Справедливость

Вадим Ионов
Ни для кого не секрет, что почти каждый претерпевший от лукавства какого бы то ни было пройдохи испытывает страстное желание придавить обидчика ощутимой карой возмездия. Здоровенной такой чугуниной в виде креста или, на худой конец, хомута. Однако если желание справедливости остаётся таким же горячим и после охлаждающего счёта от одного до десяти, то такого одержимого мстителя вполне можно посчитать и пропащим, потому как в нём ещё жива вера оцивилизованного индивида в бесстрастность Фемиды.

Почему-то «слепота» этой судейской барышни действует настолько обнадеживающе на пылких истцов, что они даже не хотят задуматься над тем, что эта в меру каменная весовщица всё прекрасно слышит. Мало того, скорее всего и с нюхом у неё всё в полном порядке. А меч, что для худощавой дамы явно тяжеловат (с таким мечом особо не погуляешь по родимому бездорожью) – штуковина обоюдоострая, а значит опасная, как для мазуриков, так и для граждан от них претерпевших.

В связи с этим однозначность торжества желанной справедливости кажется весьма сомнительной, при наличии в посредниках столь противоречивой фигуры, что во времена своей юности  грешила и кровожадностью, науськивая своего супруга Громовержца к Троянской войне…

***
Иван Кузьмич сидел на веранде, смотрел на тоскливый осенний дождь и думал о щеке. О той, которую призывалось подставлять, получив оплеуху по противоположной. Решив, что хорошо ещё, что щёк этих всего две, а не полтора-два десятка, Кузьмич поскрёб бороду, хлебнул из кружки чайку и вознамерился представить себе картину этого шлёпанья, надеясь всё ж таки познать смысл крайне парадоксальной рекомендации.

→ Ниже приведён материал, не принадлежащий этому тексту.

//! Immutable serialized surface state.
//!
//! A snapshot is the unit of undo/redo and of network synchronization. It is
//! JSON text of the shape `{"objects":[...]}` with objects in draw order, so
//! two surfaces holding the same objects produce byte-identical snapshots.

#[cfg(test)]
#[path = "snapshot_test.rs"]
mod snapshot_test;

use std::fmt;
use std::sync::Arc;

use serde::{Deserialize, Serialize};

use crate::doc::{DocStore, DrawObject};
use crate::error::SurfaceError;

const BLANK: &str = r#"{"objects":[]}"#;

#[derive(Serialize)]
struct SnapshotRef<'a> {
    objects: Vec<&'a DrawObject>,
}

#[derive(Deserialize)]
struct SnapshotOwned {
    objects: Vec<DrawObject>,
}

/// Serialized state of the whole surface at one instant. Cheap to clone.
#[derive(Clone, PartialEq, Eq, Hash)]
pub struct Snapshot(Arc<str>);

impl Snapshot {
    /// Serialize every object on the surface.
    ///
    /// # Errors
    ///
    /// Returns [`SurfaceError::Snapshot`] if an object cannot be serialized.
    pub fn capture(doc: &DocStore) -> Result<Self, SurfaceError> {
        let text = serde_json::to_string(&SnapshotRef { objects: doc.sorted_objects() })?;
        Ok(Self(text.into()))
    }

    /// The empty surface.
    #[must_use]
    pub fn blank() -> Self {
        Self(BLANK.into())
    }

    /// Accept snapshot text received from a collaborator after checking it parses.
    ///
    /// # Errors
    ///
    /// Returns [`SurfaceError::Snapshot`] for text that is not a snapshot document.
    pub fn from_json(text: &str) -> Result<Self, SurfaceError> {
        serde_json::from_str::<SnapshotOwned>(text)?;
        Ok(Self(text.into()))
    }

    /// Deserialize the objects this snapshot holds.
    ///
    /// # Errors
    ///
    /// Returns [`SurfaceError::Snapshot`] if the text is not a snapshot document.
    pub fn objects(&self) -> Result<Vec<DrawObject>, SurfaceError> {
        let doc: SnapshotOwned = serde_json::from_str(&self.0)?;
        Ok(doc.objects)
    }

    #[must_use]
    pub fn as_str(&self) -> &str {
        &self.0
    }

    /// Byte length of the serialized text.
    #[must_use]
    pub fn byte_len(&self) -> usize {
        self.0.len()
    }

    /// Whether the snapshot holds no objects.
    #[must_use]
    pub fn is_blank(&self) -> bool {
        self.objects().is_ok_and(|objects| objects.is_empty())
    }
}

impl fmt::Debug for Snapshot {
    fn fmt(&self, f: &mut fmt::Formatter<'_>) -> fmt::Result {
        f.debug_struct("Snapshot").field("bytes", &self.0.len()).finish()
    }
}
//! Shared application state.
//!
//! DESIGN
//! ======
//! `AppState` is injected into Axum handlers via the `State` extractor. It
//! holds the live rooms, keyed by session id, and the saved whiteboard of
//! every session. A room exists while at least one socket is subscribed to
//! it; saved whiteboards outlive their room.
//!
//! A room's sockets are either participants (joined through
//! `signal:join-room`, part of the peer mesh and the roster) or whiteboard
//! subscribers that only exchange whiteboard events.

use std::collections::{HashMap, VecDeque};
use std::sync::Arc;

use classroom::{ChatMessage, ParticipantInfo};
use tokio::sync::{RwLock, mpsc};
use uuid::Uuid;
use whiteboard::Snapshot;

use crate::config::ServerConfig;
use crate::frame::Frame;

// =============================================================================
// MEMBER
// =============================================================================

/// A participant of the live classroom.
#[derive(Debug, Clone)]
pub struct Member {
    pub client_id: Uuid,
    pub user_id: String,
    pub name: String,
    pub is_host: bool,
    pub hand_raised: bool,
}

impl Member {
    #[must_use]
    pub fn info(&self) -> ParticipantInfo {
        ParticipantInfo {
            id: self.user_id.clone(),
            name: self.name.clone(),
            is_host: self.is_host,
            hand_raised: self.hand_raised,
        }
    }
}

// =============================================================================
// ROOM STATE
// =============================================================================

pub struct RoomState {
    /// Every subscribed socket: `client_id` -> sender for outgoing frames.
    pub clients: HashMap<Uuid, mpsc::Sender<Frame>>,
    /// Participants in join order.
    pub members: Vec<Member>,
    /// Snapshot of the last `whiteboard:update`, replayed to joiners.
    pub latest_snapshot: Option<Snapshot>,
    /// Most recent chat messages, oldest first.
    pub chat: VecDeque<ChatMessage>,
}

impl RoomState {
    #[must_use]
    pub fn new() -> Self {
        Self { clients: HashMap::new(), members: Vec::new(), latest_snapshot: None, chat: VecDeque::new() }
    }

    #[must_use]
    pub fn member_by_client(&self, client_id: Uuid) -> Option<&Member> {
        self.members.iter().find(|m| m.client_id == client_id)
    }

    pub fn member_by_client_mut(&mut self, client_id: Uuid) -> Option<&mut Member> {
        self.members.iter_mut().find(|m| m.client_id == client_id)
    }

    #[must_use]
    pub fn member_by_user(&self, user_id: &str) -> Option<&Member> {
        self.members.iter().find(|m| m.user_id == user_id)
    }

    #[must_use]
    pub fn roster(&self) -> Vec<ParticipantInfo> {
        self.members.iter().map(Member::info).collect()
    }
}

impl Default for RoomState {
    fn default() -> Self {
        Self::new()
    }
}

// =============================================================================
// APP STATE
// =============================================================================

/// Clone is required by Axum; every field is Arc-wrapped.
#[derive(Clone)]
pub struct AppState {
    pub config: Arc<ServerConfig>,
    pub rooms: Arc<RwLock<HashMap<String, RoomState>>>,
    /// Saved whiteboard snapshot per session id.
    pub saved: Arc<RwLock<HashMap<String, Snapshot>>>,
}

impl AppState {
    #[must_use]
    pub fn new(config: ServerConfig) -> Self {
        Self {
            config: Arc::new(config),
            rooms: Arc::new(RwLock::new(HashMap::new())),
            saved: Arc::new(RwLock::new(HashMap::new())),
        }
    }
}

#[cfg(test)]
#[path = "state_helpers_test.rs"]
pub mod test_helpers;

#[cfg(test)]
#[path = "state_test.rs"]
mod tests;
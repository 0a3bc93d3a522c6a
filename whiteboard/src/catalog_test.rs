use super::*;

#[test]
fn builtin_catalog_loads() {
    let catalog = Catalog::builtin().unwrap();
    assert!(!catalog.templates().is_empty());
    assert!(!catalog.symbols().is_empty());
}

#[test]
fn builtin_catalog_is_shared() {
    let a = Catalog::builtin().unwrap();
    let b = Catalog::builtin().unwrap();
    assert!(std::ptr::eq(a, b));
}

#[test]
fn template_lookup_ignores_case() {
    let catalog = Catalog::builtin().unwrap();
    let t = catalog.template("quadratic FORMULA").unwrap();
    assert_eq!(t.category, "algebra");
    assert!(t.formula.contains("\\frac"));
}

#[test]
fn categories_keep_document_order() {
    let catalog = Catalog::from_yaml(
        "templates:\n  - {name: a, formula: x, category: geometry}\n  - {name: b, formula: y, category: algebra}\n  - {name: c, formula: z, category: geometry}\n",
    )
    .unwrap();
    assert_eq!(catalog.template_categories(), vec!["geometry", "algebra"]);
    assert_eq!(catalog.templates_in("geometry").count(), 2);
    assert!(catalog.symbols().is_empty());
}

#[test]
fn symbols_filter_by_category() {
    let catalog = Catalog::builtin().unwrap();
    assert!(catalog.symbols_in("greek").all(|s| s.category == "greek"));
    assert!(catalog.symbols_in("greek").any(|s| s.symbol == "\\pi"));
}

#[test]
fn every_builtin_template_renders() {
    use crate::formula::{FormulaRenderer, TexRenderer};
    let catalog = Catalog::builtin().unwrap();
    for t in catalog.templates() {
        assert!(TexRenderer.render(&t.formula).is_ok(), "template {} failed to render", t.name);
    }
    for s in catalog.symbols() {
        assert!(TexRenderer.render(&s.symbol).is_ok(), "symbol {} failed to render", s.name);
    }
}

#[test]
fn blank_formula_is_rejected() {
    let err = Catalog::from_yaml("templates:\n  - {name: broken, formula: '  ', category: algebra}\n").unwrap_err();
    assert!(matches!(err, CatalogError::EmptyField { field: "formula", .. }));
}

#[test]
fn malformed_yaml_is_rejected() {
    assert!(matches!(Catalog::from_yaml("templates: [").unwrap_err(), CatalogError::Yaml(_)));
}

struct Recording(Vec<String>);

impl Clipboard for Recording {
    fn write_text(&mut self, text: &str) -> Result<(), ClipboardError> {
        self.0.push(text.to_owned());
        Ok(())
    }
}

struct Denied;

impl Clipboard for Denied {
    fn write_text(&mut self, _text: &str) -> Result<(), ClipboardError> {
        Err(ClipboardError("permission denied".into()))
    }
}

#[test]
fn copy_markup_writes_text() {
    let mut clip = Recording(Vec::new());
    assert!(copy_markup(&mut clip, "\\pi"));
    assert_eq!(clip.0, vec!["\\pi".to_owned()]);
}

#[test]
fn copy_markup_failure_is_swallowed() {
    assert!(!copy_markup(&mut Denied, "\\pi"));
}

В представлениях сразу же возник здоровый бугай уголовных наклонностей с лапищами половозрелой гориллы. А как только бугай отвёл руку за спину для придания ей должного ускорения, Иван Кузьмич замычал и нервно замотал головой, тем самым изгоняя изувера из своих мыслей, смекнув, что после такой примочки, другая его щека может и вовсе не понадобится. А потому заменил злобного крепыша на чувственную особу ещё цветущих лет, с глазами, отражающими жёсткое космическое излучение, и слегка дрожащую от решимости съездить ему, Кузьмичу, по виду сбоку.

Когда же импульсивная дама стянула с карающей длани лайковую перчатку, Иван Кузьмич крякнул и сказал самому себе, - Стоп!
Посидел с минуту молча, погонял пальцем по столу смятый фантик от карамельки, да и подумал, - А с чего это ей, неуравновешенной даме, мне морду-то бить? Что я, в самом деле, хам, что ли какой? Или брачный аферист с калифорнийским акцентом? Ущипнул, что ли я её за какой чувствительный эпителий или в трамвае ногу отдавил? Нет! Целоваться не лез, в декольте не заглядывал. А значит и лупить меня ей вроде бы и не за что. Ну, разве что за то, что целоваться не лез, да в декольте не заглядывал…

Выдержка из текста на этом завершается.